I know we have all seen the stories surrounding the latest with the Duggars. You can’t connect to social media without being bombarded by it. Everyone has their opinions and aren’t afraid of expressing them. The comment sections are particularly brutal in many cases on both sides of the coin.

Why can’t we forgive and forget?

Haven’t we all sinned?

Didn’t we all do something as 14yr. olds we are ashamed of and wouldn’t want to see made public?

All sin is the same in the eyes of God. He has forgiven Josh, so should we. After all, it was a long time ago.

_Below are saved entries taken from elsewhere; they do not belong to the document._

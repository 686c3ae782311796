//! Pseudo-3D projection of the track.
//!
//! Entities travel from a vanishing band near the top of the screen
//! (progress 0) to the bottom (progress 1). Their apparent size grows
//! linearly and their distance from the screen centre is scaled with it, so
//! the three lanes converge toward the horizon.

use super::lane::Lane;

/// Top of the track, as a fraction of screen height.
pub const TRACK_TOP: f64 = 0.15;
/// Bottom of the track, as a fraction of screen height.
pub const TRACK_BOTTOM: f64 = 0.85;
/// Apparent scale of an entity at the horizon.
pub const PERSPECTIVE_SCALE: f64 = 0.4;

/// Normalized screen placement of an entity.
#[derive(Debug, Clone, Copy, PartialEq)]
pub struct Projected {
    /// Horizontal centre, fraction of screen width.
    pub x: f64,
    /// Vertical position, fraction of screen height.
    pub y: f64,
    /// Apparent size relative to full size at the camera.
    pub scale: f64,
}

/// Project a progress value on a horizontal position `screen_x`.
pub fn project_x(progress: f64, screen_x: f64) -> Projected {
    let p = progress.clamp(0.0, 1.0);
    let y = TRACK_TOP + p * (TRACK_BOTTOM - TRACK_TOP);
    let scale = PERSPECTIVE_SCALE + p * (1.0 - PERSPECTIVE_SCALE);
    let x = 0.5 + (screen_x - 0.5) * scale;
    Projected { x, y, scale }
}

pub fn project(progress: f64, lane: Lane) -> Projected {
    project_x(progress, lane.screen_x())
}

/// Track-line opacity: fades in to 0.6 at mid-track, then out to nothing.
pub fn track_line_opacity(progress: f64) -> f64 {
    let p = progress.clamp(0.0, 1.0);
    if p <= 0.5 {
        0.3 + (0.6 - 0.3) * (p / 0.5)
    } else {
        0.6 * (1.0 - (p - 0.5) / 0.5)
    }
}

He was only a child when it happened.

Let those without sin cast the first stone.

He said he was sorry...

In his official statement of apology, Josh Duggar also says, “I understood that if I continued down this wrong road that I would end up ruining my life.”

The thing that bothers me the most, and that none of these statements takes into account, is what has happened to the victims. Their childhood was ripped away from them; their innocence stolen in a moment. How in those moments of “acting inexcusably” their lives were forever altered. Altered in ways you could never understand. Physically, mentally, behaviorally, and spiritually. These are things they will deal with for the rest of their lives. The will carry this with them into relationships with friends, with family, with authority figures, with the church, and for many of them, with spouses and children.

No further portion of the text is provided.